Monday, 9 April 2012

Socrates by Jack Spicer


Socrates

Because they accused me of poems
That did not disturb the young
They gave me a pair of glasses
Filled with tincture of hemlock.
Because the young accused me
Of Piles, horseradish, and bad dreams
They gave me three days
To burn down the city. What dialogues
(If they had let me)
Could I have held with both of my enemies.


Jack Spicer, my vocabulary did this to me: The Collected Poetry of Jack Spicer, ed. by Peter Gizzi and Kevin Killian (Middletown, Connecticut: Wesleyan University Press, 2008), 179.
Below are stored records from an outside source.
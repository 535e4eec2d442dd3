use std::collections::HashMap;
use std::path::{Path, PathBuf};

use bigdecimal::BigDecimal;
use thiserror::Error;

use crate::domain::pricing::PriceTable;

const DEFAULT_HOST: &str = "0.0.0.0";
const DEFAULT_PORT: u16 = 8080;

#[derive(Debug, Error)]
pub enum ConfigError {
    #[error("{name} has invalid value '{value}': {reason}")]
    InvalidVar {
        name: &'static str,
        value: String,
        reason: String,
    },
    #[error("failed to read price table {path}: {source}")]
    PriceTableIo {
        path: PathBuf,
        source: std::io::Error,
    },
    #[error("failed to parse price table {path}: {source}")]
    PriceTableParse {
        path: PathBuf,
        source: serde_json::Error,
    },
    #[error("invalid price table: {0}")]
    InvalidPriceTable(String),
}

#[derive(Debug, Clone)]
pub struct AppConfig {
    /// `None` runs the service on the in-memory repository.
    pub database_url: Option<String>,
    pub host: String,
    pub port: u16,
    pub workers: Option<usize>,
    pub price_table: PriceTable,
}

impl AppConfig {
    pub fn from_env() -> Result<Self, ConfigError> {
        Self::from_lookup(|name| std::env::var(name).ok())
    }

    pub fn from_lookup(lookup: impl Fn(&str) -> Option<String>) -> Result<Self, ConfigError> {
        let database_url = lookup("DATABASE_URL").filter(|url| !url.trim().is_empty());
        let host = lookup("HOST").unwrap_or_else(|| DEFAULT_HOST.to_string());

        let port = match lookup("PORT") {
            Some(raw) => raw.parse().map_err(|e: std::num::ParseIntError| {
                ConfigError::InvalidVar {
                    name: "PORT",
                    value: raw.clone(),
                    reason: e.to_string(),
                }
            })?,
            None => DEFAULT_PORT,
        };

        let workers = match lookup("WORKERS") {
            Some(raw) => match raw.parse::<usize>() {
                Ok(n) if n > 0 => Some(n),
                _ => {
                    return Err(ConfigError::InvalidVar {
                        name: "WORKERS",
                        value: raw,
                        reason: "must be a positive integer".to_string(),
                    })
                }
            },
            None => None,
        };

        let price_table = match lookup("PRICE_TABLE") {
            Some(path) => load_price_table(Path::new(&path))?,
            None => PriceTable::default(),
        };

        Ok(Self {
            database_url,
            host,
            port,
            workers,
            price_table,
        })
    }
}

/// Reads a JSON object of `{"product": unit_price}`.
pub fn load_price_table(path: &Path) -> Result<PriceTable, ConfigError> {
    let raw = std::fs::read_to_string(path).map_err(|source| ConfigError::PriceTableIo {
        path: path.to_path_buf(),
        source,
    })?;
    let prices: HashMap<String, BigDecimal> =
        serde_json::from_str(&raw).map_err(|source| ConfigError::PriceTableParse {
            path: path.to_path_buf(),
            source,
        })?;
    validate_price_table(PriceTable::new(prices))
}

pub fn validate_price_table(table: PriceTable) -> Result<PriceTable, ConfigError> {
    if table.is_empty() {
        return Err(ConfigError::InvalidPriceTable(
            "at least one product is required".to_string(),
        ));
    }
    let invalid = table.invalid_entries();
    if !invalid.is_empty() {
        return Err(ConfigError::InvalidPriceTable(format!(
            "blank names, negative prices or more than two decimal places: {}",
            invalid.join(", ")
        )));
    }
    Ok(table)
}
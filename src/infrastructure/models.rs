use bigdecimal::BigDecimal;
use chrono::{DateTime, Utc};
use diesel::prelude::*;

use crate::domain::cart::{Cart, CartItem, SessionId};
use crate::domain::errors::DomainError;
use crate::schema::{cart_items, carts};

#[derive(Debug, Clone, Queryable, Selectable, Identifiable)]
#[diesel(table_name = carts)]
#[diesel(check_for_backend(diesel::pg::Pg))]
pub struct CartRow {
    pub id: i64,
    pub session_id: String,
    pub status: String,
    pub total: BigDecimal,
    pub created_at: DateTime<Utc>,
    pub updated_at: DateTime<Utc>,
}

#[derive(Debug, Insertable)]
#[diesel(table_name = carts)]
pub struct NewCartRow {
    pub session_id: String,
    pub status: String,
    pub total: BigDecimal,
}

#[derive(Debug, Clone, Queryable, Selectable, Identifiable, Associations)]
#[diesel(table_name = cart_items)]
#[diesel(belongs_to(CartRow, foreign_key = cart_id))]
#[diesel(check_for_backend(diesel::pg::Pg))]
pub struct CartItemRow {
    pub id: i64,
    pub cart_id: i64,
    pub product_name: String,
    pub quantity: i32,
    pub price: BigDecimal,
    pub created_at: DateTime<Utc>,
    pub updated_at: DateTime<Utc>,
}

#[derive(Debug, Insertable)]
#[diesel(table_name = cart_items)]
pub struct NewCartItemRow {
    pub cart_id: i64,
    pub product_name: String,
    pub quantity: i32,
    pub price: BigDecimal,
}

impl TryFrom<CartRow> for Cart {
    type Error = DomainError;

    fn try_from(row: CartRow) -> Result<Self, Self::Error> {
        Ok(Cart {
            id: row.id,
            session_id: SessionId::new(row.session_id),
            status: row.status.parse()?,
            total: row.total,
            created_at: row.created_at,
        })
    }
}

impl From<CartItemRow> for CartItem {
    fn from(row: CartItemRow) -> Self {
        CartItem {
            id: row.id,
            cart_id: row.cart_id,
            product_name: row.product_name,
            quantity: row.quantity,
            price: row.price,
            created_at: row.created_at,
        }
    }
}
A Book of Music by Jack Spicer


A Book of Music

Coming to an end, the lovers
Are exhausted like two swimmers. Where
Did it end? There is no telling. No love is
Like an ocean with the dizzy procession of the waves’ boundaries
From which two can emerge exhausted, no long goodbye
Like death.
Coming at an end. Rather, I would say, like a length
Of coiled rope
Which does not disguise in the final twists of its lengths
Its endings.
But, you will say, we loved
And some parts of us loved
And the rest of us will remain
Two persons. Yes,
Poetry ends like a rope.


Jack Spicer, my vocabulary did this to me: The Collected Poetry of Jack Spicer, ed. by Peter Gizzi and Kevin Killian (Middletown, Connecticut: Wesleyan University Press, 2008), 178.

Thing Language by Jack Spicer


THING LANGUAGE

This ocean, humiliating in its disguises
Tougher than anything.
No one listens to poetry. The ocean
Does not mean to be listened to. A drop
Or crash of water. It means
Nothing.
It
Is bread and butter
Pepper and salt. The death
That young men hope for. Aimlessly
It pounds the shore. White and aimless signals. No
One listens to poetry.


Jack Spicer, my vocabulary did this to me: The Collected Poetry of Jack Spicer, ed. by Peter Gizzi and Kevin Killian (Middletown, Connecticut: Wesleyan University Press, 2008), 373.